You will be required to keep your wisdom teeth clean before the surgery. If you are a smoker, it is recommended to give up smoking at least two weeks before the surgery. By doing this, you will be able to fight off any infection as well as heal more efficiently and quickly.

The surgery usually takes about 45 minutes. (If it is a straightforward tooth, it only takes about five to 10 minutes). You will be given a local anesthetic injection in your mouth to numb the tooth. You may also be given a sedative (nitrous oxide, an oral sedative like Valium, or an intravenous sedative) to control any anxiety.

When the tooth is being removed, you will feel the tugging and the pressure but not any pain. You may also hear crunches and cracks, which are normal. If an incision is required, it will be made, and after the procedure, it will be stitched closed.

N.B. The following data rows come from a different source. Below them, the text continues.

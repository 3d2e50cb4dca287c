//! Error types for mastodon-rs.

#![allow(missing_docs)]

use thiserror::Error;

/// Client result type.
pub type ClientResult<T> = Result<T, ClientError>;

/// Client error type.
#[derive(Debug, Error)]
pub enum ClientError {
    // === Transport Errors ===
    #[error("HTTP request failed: {0}")]
    Http(#[from] reqwest::Error),

    #[error("Invalid URL: {0}")]
    InvalidUrl(String),

    // === Server Errors ===
    #[error("API error: {status} - {body}")]
    Api { status: u16, body: String },

    // === Local Errors ===
    #[error("Decode error: {0}")]
    Decode(#[from] serde_json::Error),

    #[error("Configuration error: {0}")]
    Config(String),
}

impl ClientError {
    /// Returns the HTTP status code reported by the server, if any.
    #[must_use]
    pub const fn status(&self) -> Option<u16> {
        match self {
            Self::Api { status, .. } => Some(*status),
            _ => None,
        }
    }

    /// Returns the error code used in log fields.
    #[must_use]
    pub const fn error_code(&self) -> &'static str {
        match self {
            Self::Http(_) => "HTTP_ERROR",
            Self::InvalidUrl(_) => "INVALID_URL",
            Self::Api { .. } => "API_ERROR",
            Self::Decode(_) => "DECODE_ERROR",
            Self::Config(_) => "CONFIG_ERROR",
        }
    }

    /// Returns whether the server rejected the request as a client error (4xx).
    #[must_use]
    pub const fn is_client_error(&self) -> bool {
        matches!(self, Self::Api { status, .. } if *status >= 400 && *status < 500)
    }
}

// === From implementations ===

impl From<config::ConfigError> for ClientError {
    fn from(err: config::ConfigError) -> Self {
        Self::Config(err.to_string())
    }
}

impl From<url::ParseError> for ClientError {
    fn from(err: url::ParseError) -> Self {
        Self::InvalidUrl(err.to_string())
    }
}
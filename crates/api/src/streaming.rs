//! Streaming API connection.
//!
//! Opens a long-lived `text/event-stream` response and forwards decoded
//! messages over a channel. Reconnection is left to the caller: the stream
//! simply ends when the connection does.

use std::time::Duration;

use bytes::Bytes;
use futures::StreamExt;
use mastodon_common::{ClientError, ClientResult, Config, StreamingConfig};
use mastodon_core::RawMessage;
use reqwest::Method;
use tokio::sync::mpsc;
use tokio_stream::wrappers::ReceiverStream;
use tracing::{debug, info, warn};

use crate::{http::HttpExecutor, sse::SseDecoder};

/// Streaming timelines.
#[derive(Debug, Clone, PartialEq, Eq, Hash)]
pub enum Timeline {
    /// Home timeline and notifications of the authenticated account.
    User,
    /// Federated public timeline.
    Public,
    /// Local public timeline.
    Local,
    /// Public statuses with a hashtag.
    Hashtag(String),
}

impl Timeline {
    /// Endpoint path for this timeline.
    #[must_use]
    pub const fn path(&self) -> &'static str {
        match self {
            Self::User => "/api/v1/streaming/user",
            Self::Public => "/api/v1/streaming/public",
            Self::Local => "/api/v1/streaming/public/local",
            Self::Hashtag(_) => "/api/v1/streaming/hashtag",
        }
    }

    /// Query parameters for this timeline.
    #[must_use]
    pub fn query(&self) -> Vec<(&'static str, String)> {
        match self {
            Self::Hashtag(tag) => vec![("tag", tag.clone())],
            _ => Vec::new(),
        }
    }

    /// Pick the timeline named in configuration.
    pub fn from_config(config: &StreamingConfig) -> ClientResult<Self> {
        match config.timeline.as_str() {
            "user" => Ok(Self::User),
            "public" => Ok(Self::Public),
            "local" => Ok(Self::Local),
            "hashtag" => config
                .hashtag
                .clone()
                .filter(|tag| !tag.is_empty())
                .map(Self::Hashtag)
                .ok_or_else(|| ClientError::Config("hashtag timeline needs a hashtag".into())),
            other => Err(ClientError::Config(format!("unknown timeline: {other}"))),
        }
    }
}

/// Streaming API client.
#[derive(Debug, Clone)]
pub struct StreamingClient {
    http: HttpExecutor,
}

impl StreamingClient {
    /// Create a streaming client from configuration.
    pub fn new(config: &Config) -> ClientResult<Self> {
        Ok(Self {
            http: HttpExecutor::without_timeout(config)?,
        })
    }

    /// Connect to a timeline and return its messages in arrival order.
    pub async fn connect(&self, timeline: &Timeline) -> ClientResult<ReceiverStream<RawMessage>> {
        info!(path = timeline.path(), "Connecting to streaming API");

        let response = self
            .http
            .request(Method::GET, timeline.path())
            .query(&timeline.query())
            .header("Accept", "text/event-stream")
            .send()
            .await?;

        let status = response.status();
        if !status.is_success() {
            let body = response.text().await.unwrap_or_default();
            warn!(status = %status, "Streaming connection rejected");
            return Err(ClientError::Api {
                status: status.as_u16(),
                body,
            });
        }

        let (tx, rx) = mpsc::channel(256);
        tokio::spawn(read_stream(response, tx));

        Ok(ReceiverStream::new(rx))
    }
}

/// Decode the response body into messages until either side goes away.
///
/// A dropped receiver closes the connection right away, even when the server
/// is only sending heartbeats.
async fn read_stream(response: reqwest::Response, tx: mpsc::Sender<RawMessage>) {
    let mut body = response.bytes_stream();
    let mut decoder = SseDecoder::new();

    loop {
        let chunk = tokio::select! {
            chunk = body.next() => chunk,
            () = tx.closed() => {
                info!("Stream receiver dropped, closing connection");
                return;
            }
        };
        let Some(chunk) = chunk else {
            break;
        };
        let chunk: Bytes = match chunk {
            Ok(chunk) => chunk,
            Err(e) => {
                warn!(error = %e, "Streaming connection failed");
                return;
            }
        };

        for message in decoder.push(&chunk) {
            debug!(event = %message.event, "Received stream message");
            if tx.send(message).await.is_err() {
                info!("Stream receiver dropped, closing connection");
                return;
            }
        }
    }

    if let Some(message) = decoder.finish() {
        let _ = tx.send(message).await;
    }
    info!("Streaming connection closed");
}
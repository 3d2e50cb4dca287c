//! Best-effort hydration of entities from untyped payloads.
//!
//! Two decoding paths exist side by side:
//!
//! - [`Hydrate::hydrate`] never fails. Extra fields are ignored; missing fields
//!   and fields with an incompatible shape become the field's default.
//! - [`decode`] is the serde schema decode. Required fields must be present and
//!   well-typed.

use chrono::{DateTime, Utc};
use mastodon_common::EntityId;
use serde::de::DeserializeOwned;
use serde_json::{Map, Value};

/// Lenient construction from an untyped payload.
pub trait Hydrate: Sized {
    /// Build `Self` from `payload`, defaulting anything absent or malformed.
    fn hydrate(payload: &Value) -> Self;
}

/// Strict schema decode.
pub fn decode<T: DeserializeOwned>(payload: Value) -> Result<T, serde_json::Error> {
    serde_json::from_value(payload)
}

/// Typed, lenient field accessors over a payload mapping.
///
/// A payload that is not an object reads as an empty mapping.
#[derive(Debug, Clone, Copy)]
pub struct PayloadReader<'a> {
    fields: Option<&'a Map<String, Value>>,
}

impl<'a> PayloadReader<'a> {
    /// Wrap a payload.
    #[must_use]
    pub fn new(payload: &'a Value) -> Self {
        Self {
            fields: payload.as_object(),
        }
    }

    /// Raw field value, treating JSON `null` as absent.
    #[must_use]
    pub fn get(&self, key: &str) -> Option<&'a Value> {
        self.fields?.get(key).filter(|v| !v.is_null())
    }

    /// Scalar identifier field.
    #[must_use]
    pub fn id(&self, key: &str) -> Option<EntityId> {
        self.get(key).and_then(EntityId::from_json)
    }

    /// String field, `None` when absent or not a string.
    #[must_use]
    pub fn opt_string(&self, key: &str) -> Option<String> {
        self.get(key).and_then(Value::as_str).map(String::from)
    }

    /// String field, empty when absent or not a string.
    #[must_use]
    pub fn string(&self, key: &str) -> String {
        self.opt_string(key).unwrap_or_default()
    }

    /// Boolean field, `false` when absent or not a boolean.
    #[must_use]
    pub fn bool(&self, key: &str) -> bool {
        self.opt_bool(key).unwrap_or_default()
    }

    /// Boolean field, `None` when absent or not a boolean.
    #[must_use]
    pub fn opt_bool(&self, key: &str) -> Option<bool> {
        self.get(key).and_then(Value::as_bool)
    }

    /// Non-negative counter, `0` when absent or not an unsigned integer.
    #[must_use]
    pub fn count(&self, key: &str) -> u64 {
        self.get(key).and_then(Value::as_u64).unwrap_or_default()
    }

    /// RFC 3339 timestamp, `None` when absent or unparseable.
    #[must_use]
    pub fn timestamp(&self, key: &str) -> Option<DateTime<Utc>> {
        self.get(key)
            .and_then(Value::as_str)
            .and_then(|s| DateTime::parse_from_rfc3339(s).ok())
            .map(|dt| dt.with_timezone(&Utc))
    }

    /// Nested entity, `None` when absent.
    #[must_use]
    pub fn entity<T: Hydrate>(&self, key: &str) -> Option<T> {
        self.get(key).filter(|v| v.is_object()).map(T::hydrate)
    }

    /// List of nested entities, empty when absent or not an array.
    /// Elements that are not objects are skipped.
    #[must_use]
    pub fn list<T: Hydrate>(&self, key: &str) -> Vec<T> {
        self.get(key)
            .and_then(Value::as_array)
            .map(|items| {
                items
                    .iter()
                    .filter(|v| v.is_object())
                    .map(T::hydrate)
                    .collect()
            })
            .unwrap_or_default()
    }
}
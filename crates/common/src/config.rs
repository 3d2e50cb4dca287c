//! Client configuration.

use serde::Deserialize;
use std::path::Path;

/// Client configuration.
#[derive(Debug, Clone, Deserialize)]
pub struct Config {
    /// Instance configuration.
    pub instance: InstanceConfig,
    /// HTTP client configuration.
    #[serde(default)]
    pub http: HttpConfig,
    /// Streaming configuration.
    #[serde(default)]
    pub streaming: StreamingConfig,
}

/// Instance configuration.
#[derive(Debug, Clone, Deserialize)]
pub struct InstanceConfig {
    /// Base URL of the instance, e.g. `https://mastodon.social`.
    pub base_url: String,
    /// Access token sent verbatim as a bearer token.
    #[serde(default)]
    pub access_token: Option<String>,
}

/// HTTP client configuration.
#[derive(Debug, Clone, Deserialize)]
pub struct HttpConfig {
    /// Request timeout in seconds.
    #[serde(default = "default_timeout_secs")]
    pub timeout_secs: u64,
    /// Connect timeout in seconds.
    #[serde(default = "default_connect_timeout_secs")]
    pub connect_timeout_secs: u64,
    /// User agent sent with every request.
    #[serde(default = "default_user_agent")]
    pub user_agent: String,
    /// How response bodies are turned into entities.
    #[serde(default)]
    pub decoding: DecodeMode,
}

/// Response decoding mode.
#[derive(Debug, Clone, Copy, PartialEq, Eq, Default, Deserialize)]
#[serde(rename_all = "lowercase")]
pub enum DecodeMode {
    /// Best-effort hydration; missing or mistyped fields become defaults.
    #[default]
    Lenient,
    /// Schema decode; missing required fields are an error.
    Strict,
}

/// Streaming configuration.
#[derive(Debug, Clone, Deserialize)]
pub struct StreamingConfig {
    /// Timeline to follow: `user`, `public`, `local` or `hashtag`.
    #[serde(default = "default_timeline")]
    pub timeline: String,
    /// Hashtag to follow when `timeline` is `hashtag`.
    #[serde(default)]
    pub hashtag: Option<String>,
}

impl Default for HttpConfig {
    fn default() -> Self {
        Self {
            timeout_secs: default_timeout_secs(),
            connect_timeout_secs: default_connect_timeout_secs(),
            user_agent: default_user_agent(),
            decoding: DecodeMode::default(),
        }
    }
}

impl Default for StreamingConfig {
    fn default() -> Self {
        Self {
            timeline: default_timeline(),
            hashtag: None,
        }
    }
}

const fn default_timeout_secs() -> u64 {
    30
}

const fn default_connect_timeout_secs() -> u64 {
    10
}

fn default_user_agent() -> String {
    format!("mastodon-rs/{}", env!("CARGO_PKG_VERSION"))
}

fn default_timeline() -> String {
    "user".to_string()
}

impl Config {
    /// Create a configuration for the given instance with default settings.
    #[must_use]
    pub fn new(base_url: impl Into<String>) -> Self {
        Self {
            instance: InstanceConfig {
                base_url: base_url.into(),
                access_token: None,
            },
            http: HttpConfig::default(),
            streaming: StreamingConfig::default(),
        }
    }

    /// Load configuration from files and environment variables.
    ///
    /// Configuration is loaded in the following order:
    /// 1. `.env` (if present)
    /// 2. `config/default.toml`
    /// 3. `config/{environment}.toml` (based on `MASTODON_ENV`)
    /// 4. Environment variables with `MASTODON_` prefix
    pub fn load() -> Result<Self, config::ConfigError> {
        let _ = dotenvy::dotenv();
        let env = std::env::var("MASTODON_ENV").unwrap_or_else(|_| "development".to_string());

        let config = config::Config::builder()
            .add_source(config::File::with_name("config/default").required(false))
            .add_source(config::File::with_name(&format!("config/{env}")).required(false))
            .add_source(
                config::Environment::with_prefix("MASTODON")
                    .separator("__")
                    .try_parsing(true),
            )
            .build()?;

        config.try_deserialize()
    }

    /// Load configuration from a specific file.
    pub fn from_file<P: AsRef<Path>>(path: P) -> Result<Self, config::ConfigError> {
        let config = config::Config::builder()
            .add_source(config::File::from(path.as_ref()))
            .add_source(
                config::Environment::with_prefix("MASTODON")
                    .separator("__")
                    .try_parsing(true),
            )
            .build()?;

        config.try_deserialize()
    }
}
//! API client and response conversion.

use mastodon_common::{ClientError, ClientResult, Config, DecodeMode};
use mastodon_core::Hydrate;
use reqwest::Method;
use serde::de::DeserializeOwned;
use serde_json::Value;
use tracing::debug;
use url::Url;

use crate::{collection::Collection, executor::RequestExecutor, http::HttpExecutor, params::Params};

/// Build an API path from segments, percent-encoding each one.
///
/// A segment can never introduce another path component or a query, so an
/// identifier like `1/favourite` stays a single segment (`1%2Ffavourite`).
/// Empty and dot segments are rejected.
pub(crate) fn api_path(segments: &[&str]) -> ClientResult<String> {
    if let Some(bad) = segments
        .iter()
        .find(|segment| matches!(**segment, "" | "." | ".."))
    {
        return Err(ClientError::InvalidUrl(format!(
            "invalid path segment: {bad:?}"
        )));
    }

    let mut url = Url::parse("http://localhost/")?;
    url.path_segments_mut()
        .map_err(|()| ClientError::InvalidUrl("cannot build request path".into()))?
        .clear()
        .extend(segments);
    Ok(url.path().to_owned())
}

/// Mastodon REST client.
///
/// Generic over the [`RequestExecutor`] so the transport can be replaced.
#[derive(Debug, Clone)]
pub struct Client<E = HttpExecutor> {
    executor: E,
    decoding: DecodeMode,
}

impl Client<HttpExecutor> {
    /// Create a client backed by [`HttpExecutor`].
    pub fn new(config: &Config) -> ClientResult<Self> {
        Ok(Self {
            executor: HttpExecutor::new(config)?,
            decoding: config.http.decoding,
        })
    }
}

impl<E: RequestExecutor> Client<E> {
    /// Create a client with a custom executor.
    #[must_use]
    pub const fn with_executor(executor: E, decoding: DecodeMode) -> Self {
        Self { executor, decoding }
    }

    /// The underlying executor.
    #[must_use]
    pub const fn executor(&self) -> &E {
        &self.executor
    }

    /// Response decoding mode.
    #[must_use]
    pub const fn decoding(&self) -> DecodeMode {
        self.decoding
    }

    pub(crate) async fn perform_request(
        &self,
        method: Method,
        path: &str,
        params: &Params,
    ) -> ClientResult<Option<Value>> {
        self.executor.perform(method, path, params).await
    }

    pub(crate) async fn perform_request_with_object<T>(
        &self,
        method: Method,
        path: &str,
        params: &Params,
    ) -> ClientResult<T>
    where
        T: Hydrate + DeserializeOwned,
    {
        let body = self
            .perform_request(method, path, params)
            .await?
            .unwrap_or(Value::Null);
        self.to_object(body)
    }

    pub(crate) async fn perform_request_with_collection<T>(
        &self,
        method: Method,
        path: &str,
        params: &Params,
    ) -> ClientResult<Collection<T>>
    where
        T: Hydrate + DeserializeOwned,
    {
        let body = self
            .perform_request(method, path, params)
            .await?
            .unwrap_or(Value::Null);
        self.to_collection(body)
    }

    fn to_object<T>(&self, body: Value) -> ClientResult<T>
    where
        T: Hydrate + DeserializeOwned,
    {
        match self.decoding {
            DecodeMode::Lenient => Ok(T::hydrate(&body)),
            DecodeMode::Strict => Ok(mastodon_core::decode(body)?),
        }
    }

    fn to_collection<T>(&self, body: Value) -> ClientResult<Collection<T>>
    where
        T: Hydrate + DeserializeOwned,
    {
        match self.decoding {
            DecodeMode::Lenient => {
                let Value::Array(items) = body else {
                    debug!("Collection response is not an array, treating as empty");
                    return Ok(Collection::default());
                };
                Ok(items
                    .iter()
                    .filter(|item| item.is_object())
                    .map(T::hydrate)
                    .collect())
            }
            DecodeMode::Strict => Ok(Collection::new(mastodon_core::decode(body)?)),
        }
    }
}
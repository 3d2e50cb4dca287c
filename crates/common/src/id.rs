//! Server-assigned identifiers.

use std::fmt;

use serde::{Deserialize, Deserializer, Serialize, de};

/// Identifier of a remote entity (status, account, notification, ...).
///
/// Servers send IDs as decimal strings, but older servers and the streaming
/// `delete` event may carry a bare number. Both forms compare equal:
/// `EntityId::from(42_u64)` == `EntityId::from("42")`.
#[derive(Debug, Clone, PartialEq, Eq, Hash, PartialOrd, Ord, Default, Serialize)]
#[serde(transparent)]
pub struct EntityId(String);

impl EntityId {
    /// Create an ID from its string form.
    #[must_use]
    pub fn new(id: impl Into<String>) -> Self {
        Self(id.into())
    }

    /// Borrow the string form.
    #[must_use]
    pub fn as_str(&self) -> &str {
        &self.0
    }

    /// Parse the ID as an integer, if it is numeric.
    #[must_use]
    pub fn as_u64(&self) -> Option<u64> {
        self.0.parse().ok()
    }

    /// Build an ID from a scalar JSON value.
    ///
    /// Returns `None` for objects, arrays, booleans, null, and empty strings.
    #[must_use]
    pub fn from_json(value: &serde_json::Value) -> Option<Self> {
        match value {
            serde_json::Value::String(s) if !s.is_empty() => Some(Self(s.clone())),
            serde_json::Value::Number(n) => Some(Self(n.to_string())),
            _ => None,
        }
    }
}

impl fmt::Display for EntityId {
    fn fmt(&self, f: &mut fmt::Formatter<'_>) -> fmt::Result {
        f.write_str(&self.0)
    }
}

impl From<u64> for EntityId {
    fn from(id: u64) -> Self {
        Self(id.to_string())
    }
}

impl From<&str> for EntityId {
    fn from(id: &str) -> Self {
        Self(id.to_string())
    }
}

impl From<String> for EntityId {
    fn from(id: String) -> Self {
        Self(id)
    }
}

impl AsRef<str> for EntityId {
    fn as_ref(&self) -> &str {
        &self.0
    }
}

impl<'de> Deserialize<'de> for EntityId {
    fn deserialize<D: Deserializer<'de>>(deserializer: D) -> Result<Self, D::Error> {
        let value = serde_json::Value::deserialize(deserializer)?;
        Self::from_json(&value)
            .ok_or_else(|| de::Error::custom(format!("expected string or integer id, got {value}")))
    }
}

#[cfg(test)]
#[allow(clippy::unwrap_used)]
mod tests {
    use super::*;
    use serde_json::json;

    #[test]
    fn test_numeric_and_string_forms_are_equal() {
        assert_eq!(EntityId::from(42_u64), EntityId::from("42"));
        assert_eq!(EntityId::from(42_u64).as_u64(), Some(42));
    }

    #[test]
    fn test_from_json_rejects_non_scalars() {
        assert_eq!(EntityId::from_json(&json!(7)), Some(EntityId::from(7_u64)));
        assert_eq!(EntityId::from_json(&json!("109")), Some(EntityId::from(109_u64)));
        assert!(EntityId::from_json(&json!({"id": 1})).is_none());
        assert!(EntityId::from_json(&json!([1])).is_none());
        assert!(EntityId::from_json(&json!(null)).is_none());
        assert!(EntityId::from_json(&json!("")).is_none());
    }

    #[test]
    fn test_deserialize() {
        let id: EntityId = serde_json::from_value(json!(123)).unwrap();
        assert_eq!(id.as_str(), "123");

        let err = serde_json::from_value::<EntityId>(json!(true));
        assert!(err.is_err());
    }

    #[test]
    fn test_serializes_as_string() {
        let json = serde_json::to_string(&EntityId::from(5_u64)).unwrap();
        assert_eq!(json, "\"5\"");
    }
}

After the Tooth Is Extracted

It is better to have someone accompany you home after the surgery. If you were given a sedative, you should not drive or try to go home alone.

Bleeding may occur for some time after the tooth is extracted. Your face may swell where the tooth was extracted as well. Both bleeding and swelling will go down after some time. You will be prescribed pain medications and antibiotics.

You will have to be on a liquid diet initially and then on a soft food diet for a few days. You may brush, but stay away from the extracted tooth area. You may rinse your mouth with saltwater to speed up the recovery process. You should be able to go to work starting the day after removal.